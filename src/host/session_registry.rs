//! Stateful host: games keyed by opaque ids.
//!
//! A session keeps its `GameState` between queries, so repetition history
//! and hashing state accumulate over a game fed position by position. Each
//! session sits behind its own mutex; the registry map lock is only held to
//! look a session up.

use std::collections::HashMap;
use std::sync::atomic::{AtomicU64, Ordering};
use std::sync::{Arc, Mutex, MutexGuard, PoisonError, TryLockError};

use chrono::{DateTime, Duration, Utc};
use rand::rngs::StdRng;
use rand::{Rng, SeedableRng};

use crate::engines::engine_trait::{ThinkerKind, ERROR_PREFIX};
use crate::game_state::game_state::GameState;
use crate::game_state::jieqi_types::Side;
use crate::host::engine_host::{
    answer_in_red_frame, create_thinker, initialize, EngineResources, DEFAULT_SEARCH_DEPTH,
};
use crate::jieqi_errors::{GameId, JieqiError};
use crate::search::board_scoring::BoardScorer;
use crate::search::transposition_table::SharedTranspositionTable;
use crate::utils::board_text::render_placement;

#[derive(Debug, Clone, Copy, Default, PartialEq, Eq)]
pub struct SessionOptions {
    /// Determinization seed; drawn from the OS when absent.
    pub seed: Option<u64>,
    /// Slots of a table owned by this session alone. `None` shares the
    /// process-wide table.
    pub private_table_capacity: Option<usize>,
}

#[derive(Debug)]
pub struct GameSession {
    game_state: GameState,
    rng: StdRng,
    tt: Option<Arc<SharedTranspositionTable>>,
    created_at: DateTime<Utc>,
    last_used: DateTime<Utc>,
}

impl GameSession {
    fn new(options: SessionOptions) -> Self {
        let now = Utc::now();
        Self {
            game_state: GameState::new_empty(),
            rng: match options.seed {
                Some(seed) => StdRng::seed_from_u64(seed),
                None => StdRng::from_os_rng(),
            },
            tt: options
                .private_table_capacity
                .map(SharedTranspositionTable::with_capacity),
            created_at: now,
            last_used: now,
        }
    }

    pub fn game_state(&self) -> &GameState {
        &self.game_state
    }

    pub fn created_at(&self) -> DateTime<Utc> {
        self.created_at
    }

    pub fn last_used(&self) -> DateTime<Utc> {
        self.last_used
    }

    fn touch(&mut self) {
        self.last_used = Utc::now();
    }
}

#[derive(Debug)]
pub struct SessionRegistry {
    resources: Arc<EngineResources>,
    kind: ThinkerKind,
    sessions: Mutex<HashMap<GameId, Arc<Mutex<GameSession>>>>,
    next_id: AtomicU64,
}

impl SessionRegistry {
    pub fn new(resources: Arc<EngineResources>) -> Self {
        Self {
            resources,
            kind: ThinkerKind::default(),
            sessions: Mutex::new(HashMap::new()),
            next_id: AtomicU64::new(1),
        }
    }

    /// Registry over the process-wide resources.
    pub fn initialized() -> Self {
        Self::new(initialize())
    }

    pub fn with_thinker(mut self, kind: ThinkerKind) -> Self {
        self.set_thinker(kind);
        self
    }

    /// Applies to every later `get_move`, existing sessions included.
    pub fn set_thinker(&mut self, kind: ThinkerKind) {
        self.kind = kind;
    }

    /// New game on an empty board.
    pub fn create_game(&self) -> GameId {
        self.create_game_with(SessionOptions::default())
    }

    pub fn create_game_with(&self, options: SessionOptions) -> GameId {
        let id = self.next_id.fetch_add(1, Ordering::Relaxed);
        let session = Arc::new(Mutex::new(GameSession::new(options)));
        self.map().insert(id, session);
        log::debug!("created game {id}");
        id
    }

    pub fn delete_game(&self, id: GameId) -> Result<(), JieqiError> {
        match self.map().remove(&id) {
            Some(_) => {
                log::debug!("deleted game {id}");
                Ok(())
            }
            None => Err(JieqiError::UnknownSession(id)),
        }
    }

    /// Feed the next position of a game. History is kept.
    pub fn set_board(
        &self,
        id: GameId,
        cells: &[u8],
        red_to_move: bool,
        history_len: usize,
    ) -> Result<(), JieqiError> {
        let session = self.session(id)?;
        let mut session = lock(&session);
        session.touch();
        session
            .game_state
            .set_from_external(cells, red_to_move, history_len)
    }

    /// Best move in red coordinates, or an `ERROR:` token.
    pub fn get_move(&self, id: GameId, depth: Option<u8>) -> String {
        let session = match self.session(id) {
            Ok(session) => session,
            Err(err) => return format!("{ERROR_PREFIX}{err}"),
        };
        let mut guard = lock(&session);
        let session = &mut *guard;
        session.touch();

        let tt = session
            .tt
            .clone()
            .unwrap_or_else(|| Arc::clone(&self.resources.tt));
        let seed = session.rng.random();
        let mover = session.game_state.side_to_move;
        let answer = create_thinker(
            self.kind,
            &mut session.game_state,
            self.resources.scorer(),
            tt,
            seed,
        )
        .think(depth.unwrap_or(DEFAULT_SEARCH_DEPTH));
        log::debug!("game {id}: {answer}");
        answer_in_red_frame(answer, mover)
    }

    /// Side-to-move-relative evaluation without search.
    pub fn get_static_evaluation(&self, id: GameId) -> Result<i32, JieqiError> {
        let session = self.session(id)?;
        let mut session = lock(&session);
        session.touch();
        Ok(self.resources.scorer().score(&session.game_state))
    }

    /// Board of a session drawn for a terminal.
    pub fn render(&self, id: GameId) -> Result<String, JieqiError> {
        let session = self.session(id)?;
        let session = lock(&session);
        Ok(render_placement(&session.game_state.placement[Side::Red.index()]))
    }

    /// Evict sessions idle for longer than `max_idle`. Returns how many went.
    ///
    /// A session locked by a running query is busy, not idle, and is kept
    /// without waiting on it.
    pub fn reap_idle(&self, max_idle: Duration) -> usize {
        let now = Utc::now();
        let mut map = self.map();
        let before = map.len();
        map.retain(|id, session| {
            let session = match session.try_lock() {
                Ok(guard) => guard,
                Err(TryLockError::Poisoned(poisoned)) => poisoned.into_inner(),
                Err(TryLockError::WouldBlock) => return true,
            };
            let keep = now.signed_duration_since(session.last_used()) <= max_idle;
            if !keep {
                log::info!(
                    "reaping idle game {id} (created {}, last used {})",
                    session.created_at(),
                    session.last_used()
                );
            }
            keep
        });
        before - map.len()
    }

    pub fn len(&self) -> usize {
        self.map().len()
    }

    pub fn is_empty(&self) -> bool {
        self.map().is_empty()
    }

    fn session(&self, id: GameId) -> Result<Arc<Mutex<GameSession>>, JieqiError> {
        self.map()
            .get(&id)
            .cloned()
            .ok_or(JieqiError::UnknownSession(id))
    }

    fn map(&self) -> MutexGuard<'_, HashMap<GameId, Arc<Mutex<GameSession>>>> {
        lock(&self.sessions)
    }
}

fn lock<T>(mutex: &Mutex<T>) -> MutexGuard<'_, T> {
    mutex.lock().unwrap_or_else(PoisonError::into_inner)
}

---

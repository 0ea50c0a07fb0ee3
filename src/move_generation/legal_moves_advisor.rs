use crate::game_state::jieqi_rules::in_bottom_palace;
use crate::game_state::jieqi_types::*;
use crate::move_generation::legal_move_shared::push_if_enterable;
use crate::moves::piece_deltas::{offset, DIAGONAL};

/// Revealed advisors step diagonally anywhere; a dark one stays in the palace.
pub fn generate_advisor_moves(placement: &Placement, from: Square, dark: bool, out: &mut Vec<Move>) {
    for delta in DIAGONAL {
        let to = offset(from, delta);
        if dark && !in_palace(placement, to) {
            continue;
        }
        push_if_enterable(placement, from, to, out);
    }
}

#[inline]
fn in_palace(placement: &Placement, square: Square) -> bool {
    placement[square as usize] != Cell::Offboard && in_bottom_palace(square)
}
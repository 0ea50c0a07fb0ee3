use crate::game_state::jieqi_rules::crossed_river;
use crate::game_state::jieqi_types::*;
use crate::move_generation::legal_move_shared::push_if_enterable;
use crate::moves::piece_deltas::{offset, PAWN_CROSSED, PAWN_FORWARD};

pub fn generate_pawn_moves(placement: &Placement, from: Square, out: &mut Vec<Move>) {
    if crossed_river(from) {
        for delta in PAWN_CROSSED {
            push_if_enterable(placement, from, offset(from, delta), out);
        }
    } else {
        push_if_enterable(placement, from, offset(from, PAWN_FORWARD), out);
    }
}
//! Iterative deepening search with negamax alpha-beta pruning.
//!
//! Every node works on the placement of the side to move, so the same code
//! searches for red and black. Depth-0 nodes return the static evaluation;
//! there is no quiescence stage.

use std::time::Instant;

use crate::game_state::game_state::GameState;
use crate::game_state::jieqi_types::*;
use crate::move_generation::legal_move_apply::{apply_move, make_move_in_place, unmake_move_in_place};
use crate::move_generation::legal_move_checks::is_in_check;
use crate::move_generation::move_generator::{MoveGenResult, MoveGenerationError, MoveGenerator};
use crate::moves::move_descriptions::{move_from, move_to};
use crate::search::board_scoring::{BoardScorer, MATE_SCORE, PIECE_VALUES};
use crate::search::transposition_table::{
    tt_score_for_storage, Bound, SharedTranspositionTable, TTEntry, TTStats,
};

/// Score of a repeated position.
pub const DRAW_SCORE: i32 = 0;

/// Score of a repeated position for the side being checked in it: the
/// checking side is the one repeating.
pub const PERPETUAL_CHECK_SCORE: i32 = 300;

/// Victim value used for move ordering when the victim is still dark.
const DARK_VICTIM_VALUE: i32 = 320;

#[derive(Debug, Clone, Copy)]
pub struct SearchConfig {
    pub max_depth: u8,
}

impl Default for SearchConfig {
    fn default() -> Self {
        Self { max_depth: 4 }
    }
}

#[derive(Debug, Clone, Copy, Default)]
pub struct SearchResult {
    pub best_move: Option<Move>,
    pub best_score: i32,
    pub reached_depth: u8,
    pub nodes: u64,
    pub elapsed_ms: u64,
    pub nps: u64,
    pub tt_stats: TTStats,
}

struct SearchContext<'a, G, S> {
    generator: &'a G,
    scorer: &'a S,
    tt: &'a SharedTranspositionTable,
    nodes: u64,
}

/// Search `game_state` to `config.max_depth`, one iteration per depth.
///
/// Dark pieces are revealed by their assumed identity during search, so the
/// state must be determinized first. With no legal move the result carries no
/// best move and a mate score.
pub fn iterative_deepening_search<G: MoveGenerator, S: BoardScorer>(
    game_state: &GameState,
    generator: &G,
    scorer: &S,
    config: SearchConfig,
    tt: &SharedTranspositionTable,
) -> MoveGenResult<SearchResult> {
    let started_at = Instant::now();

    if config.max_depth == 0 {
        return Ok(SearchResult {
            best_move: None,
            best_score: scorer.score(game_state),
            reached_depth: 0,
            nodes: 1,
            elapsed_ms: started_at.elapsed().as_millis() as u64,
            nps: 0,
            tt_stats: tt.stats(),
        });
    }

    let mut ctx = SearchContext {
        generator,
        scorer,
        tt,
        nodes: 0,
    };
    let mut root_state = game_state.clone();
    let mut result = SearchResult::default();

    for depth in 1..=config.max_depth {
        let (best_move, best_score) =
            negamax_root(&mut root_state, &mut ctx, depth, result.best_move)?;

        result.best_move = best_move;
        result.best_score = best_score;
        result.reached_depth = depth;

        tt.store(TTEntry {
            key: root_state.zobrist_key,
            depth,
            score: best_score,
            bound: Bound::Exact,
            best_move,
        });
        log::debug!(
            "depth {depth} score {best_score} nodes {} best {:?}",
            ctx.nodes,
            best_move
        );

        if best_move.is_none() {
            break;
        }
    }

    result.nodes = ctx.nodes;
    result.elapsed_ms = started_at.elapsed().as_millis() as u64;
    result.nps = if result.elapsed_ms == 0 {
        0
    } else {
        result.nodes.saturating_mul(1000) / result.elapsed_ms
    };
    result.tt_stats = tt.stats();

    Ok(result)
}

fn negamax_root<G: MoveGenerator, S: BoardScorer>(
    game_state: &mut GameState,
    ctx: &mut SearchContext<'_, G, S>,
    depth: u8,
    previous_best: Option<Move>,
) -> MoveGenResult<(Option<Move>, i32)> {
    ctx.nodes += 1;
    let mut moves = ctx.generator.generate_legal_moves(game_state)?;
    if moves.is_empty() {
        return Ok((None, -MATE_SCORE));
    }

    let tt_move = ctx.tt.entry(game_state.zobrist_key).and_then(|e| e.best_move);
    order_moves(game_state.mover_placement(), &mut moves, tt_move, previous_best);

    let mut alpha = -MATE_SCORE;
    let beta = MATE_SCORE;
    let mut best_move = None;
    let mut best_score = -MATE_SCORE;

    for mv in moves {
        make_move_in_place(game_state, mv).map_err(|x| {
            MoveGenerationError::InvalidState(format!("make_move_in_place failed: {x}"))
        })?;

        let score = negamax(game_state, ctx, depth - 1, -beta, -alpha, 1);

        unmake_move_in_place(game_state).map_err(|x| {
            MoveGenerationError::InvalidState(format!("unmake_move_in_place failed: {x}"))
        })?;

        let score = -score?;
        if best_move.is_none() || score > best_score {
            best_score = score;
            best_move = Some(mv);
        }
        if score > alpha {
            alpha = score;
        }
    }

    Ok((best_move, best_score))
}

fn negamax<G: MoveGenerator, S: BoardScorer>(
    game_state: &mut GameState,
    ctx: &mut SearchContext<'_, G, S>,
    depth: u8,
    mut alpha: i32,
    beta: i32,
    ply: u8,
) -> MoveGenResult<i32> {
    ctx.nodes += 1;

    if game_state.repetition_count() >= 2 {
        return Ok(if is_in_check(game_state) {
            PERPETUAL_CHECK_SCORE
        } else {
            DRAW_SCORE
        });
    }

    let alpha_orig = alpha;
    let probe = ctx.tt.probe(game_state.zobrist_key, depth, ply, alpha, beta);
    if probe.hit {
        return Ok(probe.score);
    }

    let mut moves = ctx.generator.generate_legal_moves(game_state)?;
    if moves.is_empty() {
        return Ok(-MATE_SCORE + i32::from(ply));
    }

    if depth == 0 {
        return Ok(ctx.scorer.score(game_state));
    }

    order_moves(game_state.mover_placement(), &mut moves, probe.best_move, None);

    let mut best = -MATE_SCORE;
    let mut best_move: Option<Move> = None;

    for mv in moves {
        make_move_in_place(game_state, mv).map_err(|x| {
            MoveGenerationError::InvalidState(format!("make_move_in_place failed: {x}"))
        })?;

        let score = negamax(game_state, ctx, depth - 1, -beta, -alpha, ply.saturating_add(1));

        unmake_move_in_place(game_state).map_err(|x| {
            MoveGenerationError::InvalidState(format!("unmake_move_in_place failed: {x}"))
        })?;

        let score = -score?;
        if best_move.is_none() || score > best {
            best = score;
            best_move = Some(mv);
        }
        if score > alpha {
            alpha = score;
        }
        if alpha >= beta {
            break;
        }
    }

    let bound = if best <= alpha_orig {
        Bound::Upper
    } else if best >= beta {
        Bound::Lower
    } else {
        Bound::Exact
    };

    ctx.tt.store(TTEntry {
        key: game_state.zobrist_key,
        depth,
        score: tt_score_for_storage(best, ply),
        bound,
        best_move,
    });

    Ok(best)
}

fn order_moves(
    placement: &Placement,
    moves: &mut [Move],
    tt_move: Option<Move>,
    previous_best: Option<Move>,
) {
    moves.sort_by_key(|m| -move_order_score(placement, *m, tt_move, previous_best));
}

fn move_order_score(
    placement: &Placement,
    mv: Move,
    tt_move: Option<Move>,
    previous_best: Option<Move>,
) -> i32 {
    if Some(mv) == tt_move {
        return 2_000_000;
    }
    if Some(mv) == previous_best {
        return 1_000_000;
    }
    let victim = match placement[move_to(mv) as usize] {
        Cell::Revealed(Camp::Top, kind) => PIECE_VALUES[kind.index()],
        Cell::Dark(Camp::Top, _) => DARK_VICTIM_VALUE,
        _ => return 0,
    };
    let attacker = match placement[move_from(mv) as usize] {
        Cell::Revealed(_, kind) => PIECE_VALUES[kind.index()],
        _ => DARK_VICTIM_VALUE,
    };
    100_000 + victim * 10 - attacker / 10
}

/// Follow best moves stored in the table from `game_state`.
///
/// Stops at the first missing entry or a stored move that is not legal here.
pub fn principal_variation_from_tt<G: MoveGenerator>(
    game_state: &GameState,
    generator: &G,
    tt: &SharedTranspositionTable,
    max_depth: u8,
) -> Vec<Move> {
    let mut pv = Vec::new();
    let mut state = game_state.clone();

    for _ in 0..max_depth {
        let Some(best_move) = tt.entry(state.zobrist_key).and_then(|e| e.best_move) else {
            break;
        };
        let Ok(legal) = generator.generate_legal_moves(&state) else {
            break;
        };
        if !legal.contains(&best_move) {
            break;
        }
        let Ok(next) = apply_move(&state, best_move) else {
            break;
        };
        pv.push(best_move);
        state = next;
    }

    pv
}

==

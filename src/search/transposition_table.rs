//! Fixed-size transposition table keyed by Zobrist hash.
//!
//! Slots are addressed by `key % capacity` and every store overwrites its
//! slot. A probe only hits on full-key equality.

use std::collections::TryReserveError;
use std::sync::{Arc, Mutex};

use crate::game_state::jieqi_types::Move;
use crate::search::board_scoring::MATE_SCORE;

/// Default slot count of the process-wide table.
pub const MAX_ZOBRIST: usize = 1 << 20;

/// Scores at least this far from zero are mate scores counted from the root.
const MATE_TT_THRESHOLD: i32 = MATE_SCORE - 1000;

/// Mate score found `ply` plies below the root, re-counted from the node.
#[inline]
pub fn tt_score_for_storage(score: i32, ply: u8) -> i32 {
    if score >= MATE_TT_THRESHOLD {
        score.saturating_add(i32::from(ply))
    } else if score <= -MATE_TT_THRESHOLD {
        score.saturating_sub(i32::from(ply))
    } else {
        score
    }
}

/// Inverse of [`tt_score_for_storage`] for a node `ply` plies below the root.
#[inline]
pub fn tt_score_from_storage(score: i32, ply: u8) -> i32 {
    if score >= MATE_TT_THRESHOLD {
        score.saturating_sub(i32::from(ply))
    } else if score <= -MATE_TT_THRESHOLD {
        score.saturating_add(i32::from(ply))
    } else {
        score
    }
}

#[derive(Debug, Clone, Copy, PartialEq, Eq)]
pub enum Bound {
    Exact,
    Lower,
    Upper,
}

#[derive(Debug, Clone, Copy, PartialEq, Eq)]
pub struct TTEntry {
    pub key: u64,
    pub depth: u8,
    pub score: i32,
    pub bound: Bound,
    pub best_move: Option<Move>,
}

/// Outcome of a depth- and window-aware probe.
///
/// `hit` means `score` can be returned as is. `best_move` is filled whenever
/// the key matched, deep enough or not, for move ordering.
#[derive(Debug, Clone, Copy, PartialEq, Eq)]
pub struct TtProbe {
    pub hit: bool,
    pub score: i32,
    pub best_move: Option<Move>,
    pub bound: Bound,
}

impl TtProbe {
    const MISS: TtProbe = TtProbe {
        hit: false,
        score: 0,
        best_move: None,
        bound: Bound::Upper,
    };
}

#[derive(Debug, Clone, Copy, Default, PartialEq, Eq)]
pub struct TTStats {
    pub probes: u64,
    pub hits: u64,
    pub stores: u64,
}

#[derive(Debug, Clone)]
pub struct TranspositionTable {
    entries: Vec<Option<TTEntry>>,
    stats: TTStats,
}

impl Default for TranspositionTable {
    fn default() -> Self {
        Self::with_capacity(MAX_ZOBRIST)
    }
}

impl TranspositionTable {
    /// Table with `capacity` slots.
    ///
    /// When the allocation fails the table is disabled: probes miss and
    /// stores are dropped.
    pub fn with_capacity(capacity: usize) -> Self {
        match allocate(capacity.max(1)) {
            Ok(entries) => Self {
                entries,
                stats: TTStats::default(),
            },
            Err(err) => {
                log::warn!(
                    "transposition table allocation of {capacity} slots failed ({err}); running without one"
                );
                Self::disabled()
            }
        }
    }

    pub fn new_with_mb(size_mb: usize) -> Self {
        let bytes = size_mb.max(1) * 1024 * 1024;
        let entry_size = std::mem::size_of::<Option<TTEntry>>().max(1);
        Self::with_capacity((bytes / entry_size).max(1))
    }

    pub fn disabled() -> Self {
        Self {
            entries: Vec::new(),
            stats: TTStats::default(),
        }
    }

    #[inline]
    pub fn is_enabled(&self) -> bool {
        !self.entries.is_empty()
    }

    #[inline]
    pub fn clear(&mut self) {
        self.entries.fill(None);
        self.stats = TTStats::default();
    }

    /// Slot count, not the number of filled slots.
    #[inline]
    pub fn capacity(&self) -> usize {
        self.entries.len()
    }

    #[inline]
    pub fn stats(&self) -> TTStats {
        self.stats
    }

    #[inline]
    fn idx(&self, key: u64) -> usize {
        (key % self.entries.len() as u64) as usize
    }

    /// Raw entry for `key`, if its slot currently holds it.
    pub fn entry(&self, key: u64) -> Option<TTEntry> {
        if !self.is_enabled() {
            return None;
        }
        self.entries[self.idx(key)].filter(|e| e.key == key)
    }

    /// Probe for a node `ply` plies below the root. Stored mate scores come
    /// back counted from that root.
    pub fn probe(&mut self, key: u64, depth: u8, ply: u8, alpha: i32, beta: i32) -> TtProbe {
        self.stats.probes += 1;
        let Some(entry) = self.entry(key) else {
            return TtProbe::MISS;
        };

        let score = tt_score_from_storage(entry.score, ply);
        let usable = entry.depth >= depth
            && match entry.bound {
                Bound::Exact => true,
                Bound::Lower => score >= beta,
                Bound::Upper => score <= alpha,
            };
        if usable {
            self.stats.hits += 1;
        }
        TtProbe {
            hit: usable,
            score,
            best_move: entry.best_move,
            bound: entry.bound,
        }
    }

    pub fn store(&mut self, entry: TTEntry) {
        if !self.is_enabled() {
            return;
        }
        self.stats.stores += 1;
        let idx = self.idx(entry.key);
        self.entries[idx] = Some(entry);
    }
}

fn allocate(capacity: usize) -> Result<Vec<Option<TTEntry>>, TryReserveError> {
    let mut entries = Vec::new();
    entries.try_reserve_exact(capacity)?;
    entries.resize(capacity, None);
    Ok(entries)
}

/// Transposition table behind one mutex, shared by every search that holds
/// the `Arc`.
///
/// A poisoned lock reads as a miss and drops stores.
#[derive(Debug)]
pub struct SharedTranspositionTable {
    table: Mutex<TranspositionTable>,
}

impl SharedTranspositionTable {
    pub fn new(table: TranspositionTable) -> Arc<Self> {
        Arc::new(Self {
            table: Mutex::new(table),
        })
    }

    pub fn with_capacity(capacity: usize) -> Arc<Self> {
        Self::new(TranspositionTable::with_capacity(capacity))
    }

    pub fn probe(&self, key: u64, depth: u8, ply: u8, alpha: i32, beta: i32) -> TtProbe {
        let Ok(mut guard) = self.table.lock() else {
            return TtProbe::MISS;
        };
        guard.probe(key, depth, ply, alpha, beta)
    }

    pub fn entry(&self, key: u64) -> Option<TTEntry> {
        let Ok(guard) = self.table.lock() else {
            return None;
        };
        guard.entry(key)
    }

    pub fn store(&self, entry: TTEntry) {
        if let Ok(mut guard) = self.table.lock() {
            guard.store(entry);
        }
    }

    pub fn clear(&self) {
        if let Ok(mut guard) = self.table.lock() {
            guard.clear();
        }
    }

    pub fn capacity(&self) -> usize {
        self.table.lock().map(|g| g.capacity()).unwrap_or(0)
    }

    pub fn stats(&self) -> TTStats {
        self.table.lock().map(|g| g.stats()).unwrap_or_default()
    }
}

§ **Problem**
Please give only the number of lines in the listing that hold the word "sync".

§ **Response area**
3